Комната наполнилась нестройными звуками, которые толкались и разбегались в разные стороны, но потом им удалось сговориться, и ритм старого шлягера, напористый и призывный, повел их за собой. Девушки чиркали каблуками по стертому дощатому полу и взмахивали подолами ситцевых юбок. Юбки были у всех одинаковые, синие в цветочек: материю продавали по талонам, а в деревенском магазине на полке лежал только один рулон ситца. Взгляды девичьих глаз, блестевших в водовороте кружащихся пар, озаряли наши лица, и мы, стоявшие вдоль стен и глядевшие на танцующих, ловили себя на том, что тоже покачиваемся в ритме танца.

Когда Магдалена пригласила меня танцевать и мы вдвоем закружились на неровном щербатом полу, мне вдруг показалось, что ноги мои заплетаются, словно я иду по бахче — там, на верху холма, где остался лишь пепел нашего костра. Она прислонилась головой к моему плечу и не спускала с меня глаз, словно видела впервые. Магдалена была низенького роста, с короткой шеей, на которой подпрыгивало ожерельице из мелких красных бусин. Тело ее покачивалось не в такт, и это меня сбивало. Блузка из грубого домотканого полотна с тонкими серебряными нитями скользила под моей ладонью, и я всем существом чувствовал ласку гладкой девичьей плоти, пронизанной волшебством музыки. Ее волосы, черные, с пепельным отливом (может быть, эту пепельность придавал им свет лампы), касались моего подбородка, я улыбался, и она, награждая меня долгим взглядом, отвечала улыбкой.

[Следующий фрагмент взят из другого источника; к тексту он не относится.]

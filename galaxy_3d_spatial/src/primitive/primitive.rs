/// Primitive, PrimitiveKind and PrimitiveTopology
///
/// A `Primitive` is a point, line or triangle addressed by vertex indices
/// into the position buffer it was decomposed from.

use crate::error::Result;
use crate::spatial_bail;

/// How a vertex sequence is assembled into primitives
#[derive(Debug, Clone, Copy, PartialEq, Eq, Hash)]
pub enum PrimitiveTopology {
    /// One point per vertex
    PointList,
    /// One line per pair of vertices
    LineList,
    /// One line between each consecutive pair of vertices
    LineStrip,
    /// One triangle per three vertices
    TriangleList,
    /// One triangle per vertex after the first two, alternating winding
    TriangleStrip,
}

impl PrimitiveTopology {
    /// Kind of primitive this topology produces
    pub fn kind(self) -> PrimitiveKind {
        match self {
            PrimitiveTopology::PointList => PrimitiveKind::Point,
            PrimitiveTopology::LineList | PrimitiveTopology::LineStrip => PrimitiveKind::Line,
            PrimitiveTopology::TriangleList | PrimitiveTopology::TriangleStrip => PrimitiveKind::Triangle,
        }
    }

    /// Split a vertex sequence into primitives.
    ///
    /// `sequence` holds vertex indices (the index buffer, or `0..n` for
    /// non-indexed geometry). List topologies require a length that is a
    /// multiple of the primitive size. Strips skip degenerate triangles.
    pub fn decompose(self, sequence: &[u32]) -> Result<Vec<Primitive>> {
        let stride = self.kind().vertex_count();
        let is_list = matches!(
            self,
            PrimitiveTopology::LineList | PrimitiveTopology::TriangleList
        );
        if is_list && sequence.len() % stride != 0 {
            spatial_bail!(geometry, "galaxy3d::Primitive",
                "{:?} needs a multiple of {} indices, got {}", self, stride, sequence.len());
        }

        let primitives = match self {
            PrimitiveTopology::PointList => {
                sequence.iter().map(|&a| Primitive::Point([a])).collect()
            }
            PrimitiveTopology::LineList => {
                sequence.chunks_exact(2).map(|v| Primitive::Line([v[0], v[1]])).collect()
            }
            PrimitiveTopology::LineStrip => {
                sequence.windows(2).map(|v| Primitive::Line([v[0], v[1]])).collect()
            }
            PrimitiveTopology::TriangleList => {
                sequence.chunks_exact(3).map(|v| Primitive::Triangle([v[0], v[1], v[2]])).collect()
            }
            PrimitiveTopology::TriangleStrip => {
                sequence
                    .windows(3)
                    .enumerate()
                    .filter(|(_, v)| v[0] != v[1] && v[1] != v[2] && v[0] != v[2])
                    .map(|(i, v)| {
                        if i % 2 == 0 {
                            Primitive::Triangle([v[0], v[1], v[2]])
                        } else {
                            Primitive::Triangle([v[1], v[0], v[2]])
                        }
                    })
                    .collect()
            }
        };
        Ok(primitives)
    }
}

/// Point, line or triangle
#[derive(Debug, Clone, Copy, PartialEq, Eq, Hash)]
pub enum PrimitiveKind {
    Point,
    Line,
    Triangle,
}

impl PrimitiveKind {
    /// Number of vertices of one primitive of this kind
    pub fn vertex_count(self) -> usize {
        match self {
            PrimitiveKind::Point => 1,
            PrimitiveKind::Line => 2,
            PrimitiveKind::Triangle => 3,
        }
    }
}

/// One indexed primitive
#[derive(Debug, Clone, Copy, PartialEq, Eq, Hash)]
pub enum Primitive {
    Point([u32; 1]),
    Line([u32; 2]),
    Triangle([u32; 3]),
}

impl Primitive {
    /// Vertex indices, in winding order
    pub fn indices(&self) -> &[u32] {
        match self {
            Primitive::Point(v) => &v[..],
            Primitive::Line(v) => &v[..],
            Primitive::Triangle(v) => &v[..],
        }
    }

    /// Kind of this primitive
    pub fn kind(&self) -> PrimitiveKind {
        match self {
            Primitive::Point(_) => PrimitiveKind::Point,
            Primitive::Line(_) => PrimitiveKind::Line,
            Primitive::Triangle(_) => PrimitiveKind::Triangle,
        }
    }
}

#[cfg(test)]
#[path = "primitive_tests.rs"]
mod tests;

Комната была полна табачного дыма. Он клубился вокруг нас, обвивал лампу, стирая ее контуры, и она казалась расплавленной в своем ослепительном блеске.

Мелодии прерывались. Музыканты шевелили губами, на которых отпечатывались круги от чашечек величиной с мелкую монетку, и снова принимались играть. Дым ел глаза, мне захотелось вдохнуть свежего воздуха, и я направился к выходу. Магдалена пошла за мной.

* * *

Не успели мы шагнуть за порог, на короткую ромбовидную дорожку света, которую постлала у наших ног распахнутая дверь, как за нами следом высыпали веселые молодые голоса. До сих пор эти голоса, окутанные сизым табачным дымом, бились о потолок и закопченные стены комнаты. Вырвавшись на волю, они взметнулись ввысь и вместе с дымом ринулись в ночь; дым, смешавшись с ветром, стал прозрачным, а голоса, перешагнув границу света, слились с мраком, потеряли реальность и заглохли. Магдалена следовала за мной, смущенная любопытными взглядами, провожавшими ее из глубины комнаты. Вот она вышла во тьму, чувствуя разгоряченным лицом ее прохладу, догнала меня на каменных ступенях школы (не оборачиваясь, я шепнул: «Осторожно, скользко…») и коснулась ладонью моего локтя. Рука ее дрожала, быть может, от свежести, которой тянуло с реки. Потом она повернулась ко мне, словно ждала, что вот-вот заиграет музыка и мы закружимся в ее ритме, и я почувствовал под ладонью податливый овал ее груди. Грудь вздрагивала, наверно, от прерывистого дыхания и была мягкой, как тельце воробышка — я пережил это ощущение несколько лет тому назад. Тогда к нам в комнату влетел воробей, и я гонялся за ним, пока он не ударился о стекло и не свалил с подоконника мамины очки. Я поймал его, и моя горсть наполнилась мягкими перышками, которые пахли летним небом и согретыми солнцем холмами. Этим ароматом — бог знает, как он сохранился в моей памяти, — снова дохнуло на меня, но теперь к нему примешивался запах липового цвета. Запах становился все сильнее, и я невольно повернул голову, чтобы посмотреть, не цветет ли рядом липа. Но поблизости и за школьной оградой не было никаких деревьев. Я поднял взгляд к небу, чтобы найти цветущие ветви в просторе, но небосвод был наполнен только звездами (необыкновенно большими и чистыми) и еще — тишиной.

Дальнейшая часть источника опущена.